- _Data extracts_:
══════════

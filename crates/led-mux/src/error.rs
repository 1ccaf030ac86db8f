//! Error types for transports, the multiplexer and the manager

use thiserror::Error;

/// Errors raised by a serial transport
#[derive(Debug, Clone, PartialEq, Eq, Error)]
pub enum TransportError {
    /// The port could not be opened
    #[error("unable to open serial port {port}: {reason}")]
    Open { port: String, reason: String },

    /// The transport was closed explicitly
    #[error("transport {0} is closed")]
    Closed(String),
}

/// Errors raised by the protocol multiplexer
#[derive(Debug, Error)]
pub enum MuxError {
    /// No transport registered under this name
    #[error("transport '{0}' is not registered")]
    NotRegistered(String),

    /// Command could not be encoded
    #[error("protocol error: {0}")]
    Protocol(#[from] led_protocol::ProtocolError),

    /// Transport refused the line
    #[error("transport error: {0}")]
    Transport(#[from] TransportError),
}

/// The domain error surfaced by manager operations
#[derive(Debug, Error)]
pub enum ManagerError {
    /// Group id not in the registry
    #[error("unknown group {0}")]
    UnknownGroup(String),

    /// Output id not in the registry
    #[error("unknown output {0}")]
    UnknownOutput(String),

    /// Controller id not in the registry
    #[error("unknown controller {0}")]
    UnknownController(String),

    /// SSR entry id not in the registry
    #[error("unknown SSR entry {0}")]
    UnknownSsrEntry(String),

    /// Group resolves to nothing addressable
    #[error("no LEDs assigned to group {0}")]
    NoLedsAssigned(String),

    /// Output has no usable driver/channel addressing
    #[error("output {0} is missing controller/driver/channel mapping")]
    MissingMapping(String),

    /// Caller-supplied value out of range or malformed
    #[error("invalid value: {0}")]
    InvalidValue(String),

    /// PWM target payload was empty
    #[error("PWM targets payload is empty")]
    EmptyTargets,

    /// None of the supplied PWM targets matched a group member
    #[error("no matching LEDs for supplied PWM targets")]
    NoMatchingTargets,

    /// Controller has no registered transport
    #[error("controller {0} not connected")]
    NotConnected(String),

    /// No controller carries the CAN interface flag
    #[error("no controller is configured as the CAN interface")]
    NoCanInterface,

    /// The CAN controller exists but has no transport
    #[error("CAN controller interface is not connected")]
    CanNotConnected,

    /// SSR base address is still 0
    #[error("configure the SSR base address before sending commands")]
    SsrBaseAddressUnset,

    /// Registry mutation or persistence failed
    #[error("registry error: {0}")]
    Registry(#[from] led_registry::RegistryError),

    /// Command could not be encoded
    #[error("protocol error: {0}")]
    Protocol(#[from] led_protocol::ProtocolError),

    /// Line could not be handed to the transport
    #[error("multiplexer error: {0}")]
    Mux(#[from] MuxError),
}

══════════

"supplied" is the string to look for; please copy every line of the records above where it appears.

- _Solution to this exercise_:
    /// Caller-supplied value out of range or malformed
    /// None of the supplied PWM targets matched a group member
    #[error("no matching LEDs for supplied PWM targets")]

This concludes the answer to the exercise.